Your task is to copy the stretch of lines in the records below that begins with the line containing "Error::NetworkError(msg.into())" and ends with the line containing "pub fn connection_error(msg: &str)", exactly as written, with nothing added.

---------- Given records

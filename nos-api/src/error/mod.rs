//! Error handling module for NOS operating system

use core::fmt;
#[cfg(feature = "alloc")]
use alloc::string::{String, ToString};
#[cfg(feature = "alloc")]
use alloc::format;

// ToStringExt is not needed as string literals already have 'static lifetime
#[cfg(not(feature = "alloc"))]
use crate::interfaces::String;


/// Common error type used throughout NOS operating system
#[derive(Debug, Clone)]
pub enum Error {
    /// Kernel error
    Kernel(crate::core::types::KernelError),
    /// Invalid argument
    InvalidArgument(String),
    /// Invalid state
    InvalidState(String),
    /// Not implemented
    NotImplemented(String),
    /// Resource not found
    NotFound(String),
    /// Permission denied
    PermissionDenied(String),
    /// Resource busy
    Busy(String),
    /// Out of memory
    OutOfMemory,
    /// I/O error
    IoError(String),
    /// Network error
    NetworkError(String),
    /// Protocol error
    ProtocolError(String),
    /// Timeout
    Timeout,
    /// Connection error
    ConnectionError(String),
    /// Parse error
    ParseError(String),
    /// Configuration error
    ConfigError(String),
    /// Service error
    #[cfg(feature = "alloc")]
    ServiceError(String),
    #[cfg(not(feature = "alloc"))]
    ServiceError(&'static str),
    /// System error
    #[cfg(feature = "alloc")]
    SystemError(String),
    #[cfg(not(feature = "alloc"))]
    SystemError(&'static str),
    /// Circular dependency error
    #[cfg(feature = "alloc")]
    CircularDependency(String),
    #[cfg(not(feature = "alloc"))]
    CircularDependency(&'static str),
    /// Custom error with code and message
    #[cfg(feature = "alloc")]
    Custom(i32, String),
    #[cfg(not(feature = "alloc"))]
    Custom(i32, &'static str),
}

impl fmt::Display for Error {
    fn fmt(&self, f: &mut fmt::Formatter<'_>) -> fmt::Result {
        match self {
            Error::Kernel(err) => write!(f, "Kernel error: {}", err),
            Error::InvalidArgument(msg) => write!(f, "Invalid argument: {}", msg),
            Error::InvalidState(msg) => write!(f, "Invalid state: {}", msg),
            Error::NotImplemented(msg) => write!(f, "Not implemented: {}", msg),
            Error::NotFound(msg) => write!(f, "Not found: {}", msg),
            Error::PermissionDenied(msg) => write!(f, "Permission denied: {}", msg),
            Error::Busy(msg) => write!(f, "Resource busy: {}", msg),
            Error::OutOfMemory => write!(f, "Out of memory"),
            Error::IoError(msg) => write!(f, "I/O error: {}", msg),
            Error::NetworkError(msg) => write!(f, "Network error: {}", msg),
            Error::ProtocolError(msg) => write!(f, "Protocol error: {}", msg),
            Error::Timeout => write!(f, "Operation timed out"),
            Error::ConnectionError(msg) => write!(f, "Connection error: {}", msg),
            Error::ParseError(msg) => write!(f, "Parse error: {}", msg),
            Error::ConfigError(msg) => write!(f, "Configuration error: {}", msg),
            #[cfg(feature = "alloc")]
            Error::ServiceError(msg) => write!(f, "Service error: {}", msg),
            #[cfg(not(feature = "alloc"))]
            Error::ServiceError(msg) => write!(f, "Service error: {}", msg),
            #[cfg(feature = "alloc")]
            Error::SystemError(msg) => write!(f, "System error: {}", msg),
            #[cfg(not(feature = "alloc"))]
            Error::SystemError(msg) => write!(f, "System error: {}", msg),
            #[cfg(feature = "alloc")]
            Error::CircularDependency(msg) => write!(f, "Circular dependency: {}", msg),
            #[cfg(not(feature = "alloc"))]
            Error::CircularDependency(msg) => write!(f, "Circular dependency: {}", msg),
            #[cfg(feature = "alloc")]
            Error::Custom(code, msg) => write!(f, "Error {}: {}", code, msg),
            #[cfg(not(feature = "alloc"))]
            Error::Custom(code, msg) => write!(f, "Error {}: {}", code, msg),
        }
    }
}

impl From<crate::core::types::KernelError> for Error {
    fn from(err: crate::core::types::KernelError) -> Self {
        Error::Kernel(err)
    }
}

/// Result type for operations that can fail
pub type Result<T> = core::result::Result<T, Error>;

/// Error context trait for adding context to errors
pub trait ErrorContext<T> {
    /// Adds context to the error
    fn context(self, context: &str) -> Result<T>;
}

impl<T> ErrorContext<T> for Result<T> {
    fn context(self, _context: &str) -> Result<T> {
        match self {
            Ok(value) => Ok(value),
            #[cfg(feature = "alloc")]
            Err(error) => Err(Error::SystemError(format!("{}: {}", _context, error))),
            #[cfg(not(feature = "alloc"))]
            Err(_error) => Err(Error::SystemError("System error".into())),
        }
    }
}

/// Error conversion trait for converting between error types
pub trait ErrorFrom<T> {
    /// Converts from another error type
    fn from_error(error: T) -> Self;
}

/// Error builder for creating errors with context
pub struct ErrorBuilder {
    error: Error,
}

impl ErrorBuilder {
    /// Creates a new error builder
    pub fn new(error: Error) -> Self {
        Self { error }
    }
    
    /// Adds context to the error
    pub fn context(mut self, _context: &str) -> Self {
        #[cfg(feature = "alloc")]
        {
            self.error = Error::SystemError(format!("{}: {}", _context, self.error));
        }
        #[cfg(not(feature = "alloc"))]
        {
            self.error = Error::SystemError("System error".into());
        }
        self
    }
    
    /// Builds the final error
    pub fn build(self) -> Error {
        self.error
    }
}

/// Creates a new error builder
pub fn error(error: Error) -> ErrorBuilder {
    ErrorBuilder::new(error)
}

/// Creates a new kernel error
pub fn kernel_error(err: crate::core::types::KernelError) -> Error {
    Error::Kernel(err)
}

#[cfg(feature = "alloc")]
/// Creates a new invalid argument error
pub fn invalid_argument(msg: &str) -> Error {
    Error::InvalidArgument(msg.to_string())
}

#[cfg(not(feature = "alloc"))]
/// Creates a new invalid argument error (no-alloc version)
pub fn invalid_argument(msg: &'static str) -> Error {
    Error::InvalidArgument(msg.into())
}

#[cfg(feature = "alloc")]
/// Creates a new not implemented error
pub fn not_implemented(msg: &str) -> Error {
    Error::NotImplemented(msg.to_string())
}

#[cfg(not(feature = "alloc"))]
/// Creates a new not implemented error (no-alloc version)
pub fn not_implemented(msg: &'static str) -> Error {
    Error::NotImplemented(msg.into())
}

#[cfg(feature = "alloc")]
/// Creates a new not found error
pub fn not_found(msg: &str) -> Error {
    Error::NotFound(msg.to_string())
}

#[cfg(not(feature = "alloc"))]
/// Creates a new not found error (no-alloc version)
pub fn not_found(msg: &'static str) -> Error {
    Error::NotFound(msg.into())
}

#[cfg(feature = "alloc")]
/// Creates a new permission denied error
pub fn permission_denied(msg: &str) -> Error {
    Error::PermissionDenied(msg.to_string())
}

#[cfg(not(feature = "alloc"))]
/// Creates a new permission denied error (no-alloc version)
pub fn permission_denied(msg: &'static str) -> Error {
    Error::PermissionDenied(msg.into())
}

#[cfg(feature = "alloc")]
/// Creates a new busy error
pub fn busy(msg: &str) -> Error {
    Error::Busy(msg.to_string())
}

#[cfg(not(feature = "alloc"))]
/// Creates a new busy error (no-alloc version)
pub fn busy(msg: &'static str) -> Error {
    Error::Busy(msg.into())
}

/// Creates a new out of memory error
pub fn out_of_memory() -> Error {
    Error::OutOfMemory
}

/// Creates a new IO error
#[cfg(feature = "alloc")]
pub fn io_error(msg: &str) -> Error {
    Error::IoError(msg.to_string())
}

#[cfg(not(feature = "alloc"))]
pub fn io_error(msg: &'static str) -> Error {
    Error::IoError(msg.into())
}

/// Creates a new network error
#[cfg(feature = "alloc")]
pub fn network_error(msg: &str) -> Error {
    Error::NetworkError(msg.to_string())
}

#[cfg(not(feature = "alloc"))]
pub fn network_error(msg: &'static str) -> Error {
    Error::NetworkError(msg.into())
}

/// Creates a new protocol error
#[cfg(feature = "alloc")]
pub fn protocol_error(msg: &str) -> Error {
    Error::ProtocolError(msg.to_string())
}

#[cfg(not(feature = "alloc"))]
pub fn protocol_error(msg: &'static str) -> Error {
    Error::ProtocolError(msg.into())
}

/// Creates a new timeout error
pub fn timeout() -> Error {
    Error::Timeout
}

/// Creates a new connection error
#[cfg(feature = "alloc")]
pub fn connection_error(msg: &str) -> Error {
    Error::ConnectionError(msg.to_string())
}

#[cfg(not(feature = "alloc"))]
pub fn connection_error(msg: &'static str) -> Error {
    Error::ConnectionError(msg.into())
}

/// Creates a new parse error
#[cfg(feature = "alloc")]
pub fn parse_error(msg: &str) -> Error {
    Error::ParseError(msg.to_string())
}

#[cfg(not(feature = "alloc"))]
pub fn parse_error(msg: &'static str) -> Error {
    Error::ParseError(msg.into())
}

/// Creates a new config error
#[cfg(feature = "alloc")]
pub fn config_error(msg: &str) -> Error {
    Error::ConfigError(msg.to_string())
}

#[cfg(not(feature = "alloc"))]
pub fn config_error(msg: &'static str) -> Error {
    Error::ConfigError(msg.into())
}

/// Creates a new service error
#[cfg(feature = "alloc")]
pub fn service_error(msg: &str) -> Error {
    Error::ServiceError(msg.to_string())
}

#[cfg(not(feature = "alloc"))]
pub fn service_error(msg: &'static str) -> Error {
    Error::ServiceError(msg.into())
}

/// Creates a new system error
#[cfg(feature = "alloc")]
pub fn system_error(msg: &str) -> Error {
    Error::SystemError(msg.to_string())
}

#[cfg(not(feature = "alloc"))]
pub fn system_error(msg: &'static str) -> Error {
    Error::SystemError(msg.into())
}

/// Creates a new circular dependency error
#[cfg(feature = "alloc")]
pub fn circular_dependency(msg: &str) -> Error {
    Error::CircularDependency(msg.to_string())
}

#[cfg(not(feature = "alloc"))]
pub fn circular_dependency(msg: &'static str) -> Error {
    Error::CircularDependency(msg.into())
}

/// Creates a new custom error
#[cfg(feature = "alloc")]
pub fn custom(code: i32, msg: &str) -> Error {
    Error::Custom(code, msg.to_string())
}

#[cfg(not(feature = "alloc"))]
pub fn custom(code: i32, msg: &'static str) -> Error {
    Error::Custom(code, msg.into())
}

--------------------

Solved exercise -
    Error::NetworkError(msg.into())
}

/// Creates a new protocol error
#[cfg(feature = "alloc")]
pub fn protocol_error(msg: &str) -> Error {
    Error::ProtocolError(msg.to_string())
}

#[cfg(not(feature = "alloc"))]
pub fn protocol_error(msg: &'static str) -> Error {
    Error::ProtocolError(msg.into())
}

/// Creates a new timeout error
pub fn timeout() -> Error {
    Error::Timeout
}

/// Creates a new connection error
#[cfg(feature = "alloc")]
pub fn connection_error(msg: &str) -> Error {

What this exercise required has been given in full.